CONTENTMENT COTTAGE

WELCOME! In the midst of each life's chaos exists a place of calm and sunshine. I call mine Contentment Cottage. It is the place where I write my stories and find the peace of God. I've posted my "Ice Pick" reviews and will continue to add some of what I call my "Ice Crystals": poems, articles, essays, fillers, and recipes.

Sunday, July 25, 2010

CHOICES

We always have the choice to serve God where we are, or to run and serve Him elsewhere--or not.

If we allow ourselves to be guided by God's love, we may choose to stand and fight. But sometimes circumstances overwhelm us, and like any great general we have to learn when to sound retreat. To sacrifice is not always to lose.

Sometimes we must sacrifice one thing in order to obtain something better. The good general surveys the ground and looks for a better place to defend or attack from, and so a retreat may actually be an advance in disguise.

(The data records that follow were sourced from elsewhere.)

#[cfg(test)]
mod tests {
    use super::*;
    use crate::model::{Lmdp, Mdp};
    use approx::assert_abs_diff_eq;

    fn open_two_by_two() -> GridWorld {
        let layout = GridLayout::new(2, vec![], vec![(2, 2)]).unwrap();
        GridWorld::new(layout).unwrap()
    }

    #[test]
    fn test_step_turns_in_place() {
        let world = open_two_by_two();
        let state = GridState::new(1, 1, Direction::Right);
        assert_eq!(
            world.step(state, Action::Left),
            GridState::new(1, 1, Direction::Up)
        );
        assert_eq!(
            world.step(state, Action::Right),
            GridState::new(1, 1, Direction::Down)
        );
    }

    #[test]
    fn test_step_forward_moves_and_blocks() {
        let world = open_two_by_two();
        assert_eq!(
            world.step(GridState::new(1, 1, Direction::Right), Action::Forward),
            GridState::new(2, 1, Direction::Right)
        );
        // Up from the top row runs into the boundary ring.
        let blocked = GridState::new(1, 1, Direction::Up);
        assert_eq!(world.step(blocked, Action::Forward), blocked);
    }

    #[test]
    fn test_step_forward_blocked_by_wall() {
        let layout = GridLayout::new(3, vec![(2, 2)], vec![(3, 3)]).unwrap();
        let world = GridWorld::new(layout).unwrap();
        let facing_wall = GridState::new(1, 2, Direction::Right);
        assert_eq!(world.step(facing_wall, Action::Forward), facing_wall);
    }

    #[test]
    #[should_panic(expected = "not open")]
    fn test_step_from_wall_cell_panics() {
        let layout = GridLayout::new(3, vec![(2, 2)], vec![(3, 3)]).unwrap();
        let world = GridWorld::new(layout).unwrap();
        world.step(GridState::new(2, 2, Direction::Right), Action::Forward);
    }

    #[test]
    fn test_start_index_defaults_to_first_state() {
        let world = open_two_by_two();
        assert_eq!(world.start_index(), 0);
        assert_eq!(
            world.state_space().state(0),
            GridState::new(1, 1, Direction::Right)
        );
    }

    #[test]
    fn test_start_index_follows_layout_start() {
        let layout = GridLayout::new(2, vec![], vec![(2, 2)])
            .unwrap()
            .with_start(1, 2)
            .unwrap();
        let world = GridWorld::new(layout).unwrap();
        let start = world.state_space().state(world.start_index());
        assert_eq!(start, GridState::new(1, 2, Direction::Right));
    }

    #[test]
    fn test_passive_rows_are_uniform_in_action_order() {
        let world = open_two_by_two();
        let rows = world.passive_rows().unwrap();
        assert_eq!(rows.len(), world.n_nonterminal_states());
        for (i, row) in rows.iter().enumerate() {
            // Turns always change the facing, so the three successors are
            // distinct even when forward is blocked.
            assert_eq!(row.len(), Action::COUNT);
            assert_abs_diff_eq!(
                row.iter().map(|&(_, p)| p).sum::<f64>(),
                1.0,
                epsilon = 1e-9
            );
            let state = world.state_space().state(i);
            for (k, action) in Action::ALL.into_iter().enumerate() {
                let expected = world.step(state, action);
                assert_eq!(world.state_space().state(row[k].0), expected);
                assert_abs_diff_eq!(row[k].1, 1.0 / 3.0);
            }
        }
    }

    #[test]
    fn test_rewards_split_on_the_partition() {
        let world = open_two_by_two();
        let r = PassiveDynamicsSource::rewards(&world);
        let n_non = world.n_nonterminal_states();
        for s in 0..world.n_states() {
            let expected = if s < n_non { -1.0 } else { 0.0 };
            assert_eq!(r[s], expected);
        }
    }

    #[test]
    fn test_custom_reward_config() {
        let layout = GridLayout::new(2, vec![], vec![(2, 2)]).unwrap();
        let rewards = RewardConfig::new()
            .with_step_cost(-0.5)
            .with_terminal_reward(2.0);
        let world = GridWorld::with_rewards(layout, rewards).unwrap();
        assert_eq!(world.reward_config().step_cost, -0.5);
        assert_eq!(world.reward_config().terminal_reward, 2.0);
        let r = PassiveDynamicsSource::rewards(&world);
        assert_eq!(r[0], -0.5);
        assert_eq!(r[world.n_states() - 1], 2.0);
    }

    #[test]
    fn test_layout_view_reconstructs_the_map() {
        let lines = ["#####", "#A  #", "# # #", "#  G#", "#####"];
        let world = GridWorld::new(GridLayout::from_map(&lines).unwrap()).unwrap();
        let layout = world.layout();
        let side = layout.size() as i32 + 2;
        let mut rendered = Vec::new();
        for y in 0..side {
            let mut row = String::new();
            for x in 0..side {
                row.push(if !layout.is_open(x, y) {
                    '#'
                } else if layout.is_goal(x, y) {
                    'G'
                } else if (x, y) == layout.start() {
                    'A'
                } else {
                    ' '
                });
            }
            rendered.push(row);
        }
        assert_eq!(rendered, lines);
    }

    #[test]
    fn test_action_rows_are_one_hot() {
        let world = open_two_by_two();
        let rows = world.action_rows().unwrap();
        assert_eq!(rows.len(), world.n_nonterminal_states());
        for (i, per_action) in rows.iter().enumerate() {
            assert_eq!(per_action.len(), Action::COUNT);
            let state = world.state_space().state(i);
            for (a, row) in per_action.iter().enumerate() {
                assert_eq!(row.len(), 1);
                assert_eq!(row[0].1, 1.0);
                let expected = world.step(state, Action::ALL[a]);
                assert_eq!(world.state_space().state(row[0].0), expected);
            }
        }
    }

    #[test]
    fn test_action_rewards_copy_the_state_reward() {
        let world = open_two_by_two();
        let r = world.action_rewards();
        assert_eq!(r.dim(), (16, 3));
        for s in 0..world.n_states() {
            for a in 0..Action::COUNT {
                let expected = if s < world.n_nonterminal_states() {
                    -1.0
                } else {
                    0.0
                };
                assert_eq!(r[[s, a]], expected);
            }
        }
    }

    #[test]
    fn test_world_feeds_both_models() {
        let world = open_two_by_two();
        let lmdp = Lmdp::from_source(&world).unwrap();
        let mdp = Mdp::from_source(&world).unwrap();
        assert_eq!(lmdp.n_states, mdp.n_states);
        assert_eq!(lmdp.n_nonterminal_states, mdp.n_nonterminal_states);
        assert_eq!(lmdp.n_actions, 3);
        assert_eq!(mdp.n_actions, 3);
        assert_eq!(lmdp.s0, mdp.s0);
    }

    #[test]
    fn test_action_between_recovers_each_action() {
        let world = open_two_by_two();
        let space = world.state_space();
        let from = space
            .index_of(&GridState::new(1, 1, Direction::Right))
            .unwrap();
        for action in Action::ALL {
            let next = world.step(space.state(from), action);
            let to = space.index_of(&next).unwrap();
            assert_eq!(world.action_between(from, to), Some(action));
        }
    }

    #[test]
    fn test_action_between_unrelated_states() {
        let world = open_two_by_two();
        let space = world.state_space();
        let from = space
            .index_of(&GridState::new(1, 1, Direction::Right))
            .unwrap();
        let far = space
            .index_of(&GridState::new(1, 2, Direction::Left))
            .unwrap();
        assert_eq!(world.action_between(from, far), None);
        // A self-loop is only reachable when forward is blocked.
        assert_eq!(world.action_between(from, from), None);
        let blocked = space.index_of(&GridState::new(1, 1, Direction::Up)).unwrap();
        assert_eq!(
            world.action_between(blocked, blocked),
            Some(Action::Forward)
        );
    }
}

Allowing batters to walk in baseball counts in the statistics against a pitcher, but an effective baseball manager sometimes orders his pitcher to deliberately walk one batter so that he will be facing a weaker hitter, and any decent pitcher will often ignore his "strikes to balls ratio" statistic and deliberately throw a ball rather than a strike, hoping to get the batter to "chase after it" and strike himself out.

If we choose to stand firm on our ground and "fight the good fight," perhaps even to our death, whether that death is a result of our fighting or simply the natural end of our physical life, we must believe that we are where God wants us to be, doing what God wants us to do. Only then can we draw on His strength.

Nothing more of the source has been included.